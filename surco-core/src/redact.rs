//! Secret redaction for log output.

use once_cell::sync::Lazy;
use regex::Regex;

static REDACTION_PATTERNS: Lazy<Vec<(Regex, &'static str)>> = Lazy::new(|| {
    [
        (r#"(?i)CLAUDE_API_KEY["']?\s*[:=]\s*["']?[^"'\s]+"#, "CLAUDE_API_KEY=***REDACTED***"),
        (r#"(?i)api[_-]?key["']?\s*[:=]\s*["']?[^"'\s]+"#, "api_key=***REDACTED***"),
        (r#"(?i)token["']?\s*[:=]\s*["']?[^"'\s]+"#, "token=***REDACTED***"),
        (r#"(?i)password["']?\s*[:=]\s*["']?[^"'\s]+"#, "password=***REDACTED***"),
    ]
    .into_iter()
    .filter_map(|(pattern, replacement)| Regex::new(pattern).ok().map(|re| (re, replacement)))
    .collect()
});

/// Mask API keys, tokens and passwords in free text before it is logged.
pub fn redact_secrets(text: &str) -> String {
    REDACTION_PATTERNS
        .iter()
        .fold(text.to_string(), |acc, (re, replacement)| {
            re.replace_all(&acc, *replacement).into_owned()
        })
}
//! Context Repository
//!
//! Loads the four sector documents, derives month-relevant excerpts and keeps
//! the result in two bounded caches, one per mode.

use crate::cache::BoundedCache;
use crate::documents::DocumentStore;
use crate::fallback::fallback_context;
use crate::sections::{month_excerpt, stats_excerpt};
use serde::{Deserialize, Serialize};
use std::sync::Arc;
use surco_core::DocumentError;

// ============================================================================
// SECTORS
// ============================================================================

/// One seasonal reference document.
#[derive(Debug, Clone, Copy, PartialEq, Eq)]
pub struct Sector {
    pub key: &'static str,
    /// Uppercase label prefixed to the sector's excerpt
    pub label: &'static str,
    pub document: &'static str,
    /// Prepend the statistics excerpt in summary mode
    pub with_stats: bool,
}

/// Sectors in output order. Agriculture is the primary sector.
pub const SECTORS: [Sector; 4] = [
    Sector {
        key: "agricultura",
        label: "AGRICULTURA DURANGO",
        document: "durango-agricultura.md",
        with_stats: true,
    },
    Sector {
        key: "forestal",
        label: "FORESTAL DURANGO",
        document: "durango-forestal.md",
        with_stats: false,
    },
    Sector {
        key: "ganaderia",
        label: "GANADERÍA DURANGO",
        document: "durango-ganaderia.md",
        with_stats: false,
    },
    Sector {
        key: "agroindustria",
        label: "AGROINDUSTRIA DURANGO",
        document: "durango-agroindustria.md",
        with_stats: false,
    },
];

// ============================================================================
// CONFIGURATION
// ============================================================================

/// Whether to excerpt documents for the month or use them whole.
#[derive(Debug, Clone, Copy, PartialEq, Eq, Hash, Serialize, Deserialize)]
#[serde(rename_all = "snake_case")]
pub enum ContextMode {
    Summary,
    Full,
}

impl ContextMode {
    pub fn from_summarize(summarize: bool) -> Self {
        if summarize {
            Self::Summary
        } else {
            Self::Full
        }
    }

    pub fn as_str(&self) -> &'static str {
        match self {
            Self::Summary => "summary",
            Self::Full => "full",
        }
    }
}

#[derive(Debug, Clone, PartialEq, Eq, Serialize, Deserialize)]
pub struct ContextConfig {
    /// Entries per mode; one per calendar month by default
    pub cache_capacity: usize,
    /// Characters kept from each sector excerpt
    pub excerpt_chars: usize,
}

impl Default for ContextConfig {
    fn default() -> Self {
        Self {
            cache_capacity: 12,
            excerpt_chars: 800,
        }
    }
}

// ============================================================================
// REPOSITORY
// ============================================================================

/// Month-keyed sector context with bounded caching.
///
/// Never fails outwardly: read errors and missing documents degrade to the
/// built-in month fallback.
pub struct ContextRepository {
    store: Arc<dyn DocumentStore>,
    config: ContextConfig,
    summary_cache: BoundedCache<u32, String>,
    full_cache: BoundedCache<u32, String>,
}

impl ContextRepository {
    pub fn new(store: Arc<dyn DocumentStore>) -> Self {
        Self::with_config(store, ContextConfig::default())
    }

    pub fn with_config(store: Arc<dyn DocumentStore>, config: ContextConfig) -> Self {
        Self {
            store,
            summary_cache: BoundedCache::new(config.cache_capacity),
            full_cache: BoundedCache::new(config.cache_capacity),
            config,
        }
    }

    pub fn config(&self) -> &ContextConfig {
        &self.config
    }

    /// Context for `month` (1..=12), summarized or full.
    pub fn load_context(&self, month: u32, summarize: bool) -> String {
        self.load(month, ContextMode::from_summarize(summarize))
    }

    /// Context for `month` (1..=12) in the given mode.
    ///
    /// Months outside 1..=12 yield an empty string and are never cached.
    pub fn load(&self, month: u32, mode: ContextMode) -> String {
        if !(1..=12).contains(&month) {
            tracing::warn!(month, "Context requested for invalid month");
            return String::new();
        }

        let cache = self.cache(mode);
        if let Some(cached) = cache.get(&month) {
            tracing::debug!(month, mode = mode.as_str(), "Context cache hit");
            return cached;
        }

        match self.compose(month, mode) {
            Ok(context) => {
                let cached = cache.insert(month, context.clone());
                tracing::debug!(
                    month,
                    mode = mode.as_str(),
                    cached,
                    length = context.len(),
                    "Context computed"
                );
                context
            }
            Err(e) => {
                tracing::error!(month, mode = mode.as_str(), error = %e, "Error loading sector context");
                fallback_context(month).to_string()
            }
        }
    }

    /// Months currently cached for a mode.
    pub fn cached_months(&self, mode: ContextMode) -> Vec<u32> {
        let mut months = self.cache(mode).keys();
        months.sort_unstable();
        months
    }

    pub fn is_cached(&self, month: u32, mode: ContextMode) -> bool {
        self.cache(mode).contains(&month)
    }

    fn cache(&self, mode: ContextMode) -> &BoundedCache<u32, String> {
        match mode {
            ContextMode::Summary => &self.summary_cache,
            ContextMode::Full => &self.full_cache,
        }
    }

    fn compose(&self, month: u32, mode: ContextMode) -> Result<String, DocumentError> {
        let mut parts = Vec::with_capacity(SECTORS.len());

        for sector in &SECTORS {
            let Some(raw) = self.store.read_document(sector.document)? else {
                tracing::debug!(document = sector.document, "Sector document missing, skipping");
                continue;
            };

            let excerpt = match mode {
                ContextMode::Full => raw,
                ContextMode::Summary => summarize_sector(sector, &raw, month),
            };

            if !excerpt.trim().is_empty() {
                parts.push(format!(
                    "{}:\n{}",
                    sector.label,
                    truncate_excerpt(&excerpt, self.config.excerpt_chars)
                ));
            }
        }

        if parts.is_empty() {
            tracing::info!(month, "No sector content available, using built-in context");
            return Ok(fallback_context(month).to_string());
        }

        Ok(parts.join("\n\n"))
    }
}

impl std::fmt::Debug for ContextRepository {
    fn fmt(&self, f: &mut std::fmt::Formatter<'_>) -> std::fmt::Result {
        f.debug_struct("ContextRepository")
            .field("config", &self.config)
            .field("summary_cache", &self.summary_cache)
            .field("full_cache", &self.full_cache)
            .finish()
    }
}

fn summarize_sector(sector: &Sector, raw: &str, month: u32) -> String {
    let section = month_excerpt(raw, month);
    if !sector.with_stats {
        return section;
    }

    let stats = stats_excerpt(raw);
    match (stats.is_empty(), section.is_empty()) {
        (true, _) => section,
        (false, true) => stats,
        (false, false) => format!("{}\n\n{}", stats, section),
    }
}

/// First `max_chars` characters followed by an ellipsis marker.
fn truncate_excerpt(text: &str, max_chars: usize) -> String {
    let mut out: String = text.chars().take(max_chars).collect();
    out.push_str("...");
    out
}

+ + + +

Write down the entries above again. Copy them word for word.

filename surco-core/src/redact.rs
//! Secret redaction for log output.

use once_cell::sync::Lazy;
use regex::Regex;

static REDACTION_PATTERNS: Lazy<Vec<(Regex, &'static str)>> = Lazy::new(|| {
    [
        (r#"(?i)CLAUDE_API_KEY["']?\s*[:=]\s*["']?[^"'\s]+"#, "CLAUDE_API_KEY=***REDACTED***"),
        (r#"(?i)api[_-]?key["']?\s*[:=]\s*["']?[^"'\s]+"#, "api_key=***REDACTED***"),
        (r#"(?i)token["']?\s*[:=]\s*["']?[^"'\s]+"#, "token=***REDACTED***"),
        (r#"(?i)password["']?\s*[:=]\s*["']?[^"'\s]+"#, "password=***REDACTED***"),
    ]
    .into_iter()
    .filter_map(|(pattern, replacement)| Regex::new(pattern).ok().map(|re| (re, replacement)))
    .collect()
});

/// Mask API keys, tokens and passwords in free text before it is logged.
pub fn redact_secrets(text: &str) -> String {
    REDACTION_PATTERNS
        .iter()
        .fold(text.to_string(), |acc, (re, replacement)| {
            re.replace_all(&acc, *replacement).into_owned()
        })
}
//! Context Repository
//!
//! Loads the four sector documents, derives month-relevant excerpts and keeps
//! the result in two bounded caches, one per mode.

use crate::cache::BoundedCache;
use crate::documents::DocumentStore;
use crate::fallback::fallback_context;
use crate::sections::{month_excerpt, stats_excerpt};
use serde::{Deserialize, Serialize};
use std::sync::Arc;
use surco_core::DocumentError;

// ============================================================================
// SECTORS
// ============================================================================

/// One seasonal reference document.
#[derive(Debug, Clone, Copy, PartialEq, Eq)]
pub struct Sector {
    pub key: &'static str,
    /// Uppercase label prefixed to the sector's excerpt
    pub label: &'static str,
    pub document: &'static str,
    /// Prepend the statistics excerpt in summary mode
    pub with_stats: bool,
}

/// Sectors in output order. Agriculture is the primary sector.
pub const SECTORS: [Sector; 4] = [
    Sector {
        key: "agricultura",
        label: "AGRICULTURA DURANGO",
        document: "durango-agricultura.md",
        with_stats: true,
    },
    Sector {
        key: "forestal",
        label: "FORESTAL DURANGO",
        document: "durango-forestal.md",
        with_stats: false,
    },
    Sector {
        key: "ganaderia",
        label: "GANADERÍA DURANGO",
        document: "durango-ganaderia.md",
        with_stats: false,
    },
    Sector {
        key: "agroindustria",
        label: "AGROINDUSTRIA DURANGO",
        document: "durango-agroindustria.md",
        with_stats: false,
    },
];

// ============================================================================
// CONFIGURATION
// ============================================================================

/// Whether to excerpt documents for the month or use them whole.
#[derive(Debug, Clone, Copy, PartialEq, Eq, Hash, Serialize, Deserialize)]
#[serde(rename_all = "snake_case")]
pub enum ContextMode {
    Summary,
    Full,
}

impl ContextMode {
    pub fn from_summarize(summarize: bool) -> Self {
        if summarize {
            Self::Summary
        } else {
            Self::Full
        }
    }

    pub fn as_str(&self) -> &'static str {
        match self {
            Self::Summary => "summary",
            Self::Full => "full",
        }
    }
}

#[derive(Debug, Clone, PartialEq, Eq, Serialize, Deserialize)]
pub struct ContextConfig {
    /// Entries per mode; one per calendar month by default
    pub cache_capacity: usize,
    /// Characters kept from each sector excerpt
    pub excerpt_chars: usize,
}

impl Default for ContextConfig {
    fn default() -> Self {
        Self {
            cache_capacity: 12,
            excerpt_chars: 800,
        }
    }
}

// ============================================================================
// REPOSITORY
// ============================================================================

/// Month-keyed sector context with bounded caching.
///
/// Never fails outwardly: read errors and missing documents degrade to the
/// built-in month fallback.
pub struct ContextRepository {
    store: Arc<dyn DocumentStore>,
    config: ContextConfig,
    summary_cache: BoundedCache<u32, String>,
    full_cache: BoundedCache<u32, String>,
}

impl ContextRepository {
    pub fn new(store: Arc<dyn DocumentStore>) -> Self {
        Self::with_config(store, ContextConfig::default())
    }

    pub fn with_config(store: Arc<dyn DocumentStore>, config: ContextConfig) -> Self {
        Self {
            store,
            summary_cache: BoundedCache::new(config.cache_capacity),
            full_cache: BoundedCache::new(config.cache_capacity),
            config,
        }
    }

    pub fn config(&self) -> &ContextConfig {
        &self.config
    }

    /// Context for `month` (1..=12), summarized or full.
    pub fn load_context(&self, month: u32, summarize: bool) -> String {
        self.load(month, ContextMode::from_summarize(summarize))
    }

    /// Context for `month` (1..=12) in the given mode.
    ///
    /// Months outside 1..=12 yield an empty string and are never cached.
    pub fn load(&self, month: u32, mode: ContextMode) -> String {
        if !(1..=12).contains(&month) {
            tracing::warn!(month, "Context requested for invalid month");
            return String::new();
        }

        let cache = self.cache(mode);
        if let Some(cached) = cache.get(&month) {
            tracing::debug!(month, mode = mode.as_str(), "Context cache hit");
            return cached;
        }

        match self.compose(month, mode) {
            Ok(context) => {
                let cached = cache.insert(month, context.clone());
                tracing::debug!(
                    month,
                    mode = mode.as_str(),
                    cached,
                    length = context.len(),
                    "Context computed"
                );
                context
            }
            Err(e) => {
                tracing::error!(month, mode = mode.as_str(), error = %e, "Error loading sector context");
                fallback_context(month).to_string()
            }
        }
    }

    /// Months currently cached for a mode.
    pub fn cached_months(&self, mode: ContextMode) -> Vec<u32> {
        let mut months = self.cache(mode).keys();
        months.sort_unstable();
        months
    }

    pub fn is_cached(&self, month: u32, mode: ContextMode) -> bool {
        self.cache(mode).contains(&month)
    }

    fn cache(&self, mode: ContextMode) -> &BoundedCache<u32, String> {
        match mode {
            ContextMode::Summary => &self.summary_cache,
            ContextMode::Full => &self.full_cache,
        }
    }

    fn compose(&self, month: u32, mode: ContextMode) -> Result<String, DocumentError> {
        let mut parts = Vec::with_capacity(SECTORS.len());

        for sector in &SECTORS {
            let Some(raw) = self.store.read_document(sector.document)? else {
                tracing::debug!(document = sector.document, "Sector document missing, skipping");
                continue;
            };

            let excerpt = match mode {
                ContextMode::Full => raw,
                ContextMode::Summary => summarize_sector(sector, &raw, month),
            };

            if !excerpt.trim().is_empty() {
                parts.push(format!(
                    "{}:\n{}",
                    sector.label,
                    truncate_excerpt(&excerpt, self.config.excerpt_chars)
                ));
            }
        }

        if parts.is_empty() {
            tracing::info!(month, "No sector content available, using built-in context");
            return Ok(fallback_context(month).to_string());
        }

        Ok(parts.join("\n\n"))
    }
}

impl std::fmt::Debug for ContextRepository {
    fn fmt(&self, f: &mut std::fmt::Formatter<'_>) -> std::fmt::Result {
        f.debug_struct("ContextRepository")
            .field("config", &self.config)
            .field("summary_cache", &self.summary_cache)
            .field("full_cache", &self.full_cache)
            .finish()
    }
}

fn summarize_sector(sector: &Sector, raw: &str, month: u32) -> String {
    let section = month_excerpt(raw, month);
    if !sector.with_stats {
        return section;
    }

    let stats = stats_excerpt(raw);
    match (stats.is_empty(), section.is_empty()) {
        (true, _) => section,
        (false, true) => stats,
        (false, false) => format!("{}\n\n{}", stats, section),
    }
}

/// First `max_chars` characters followed by an ellipsis marker.
fn truncate_excerpt(text: &str, max_chars: usize) -> String {
    let mut out: String = text.chars().take(max_chars).collect();
    out.push_str("...");
    out
}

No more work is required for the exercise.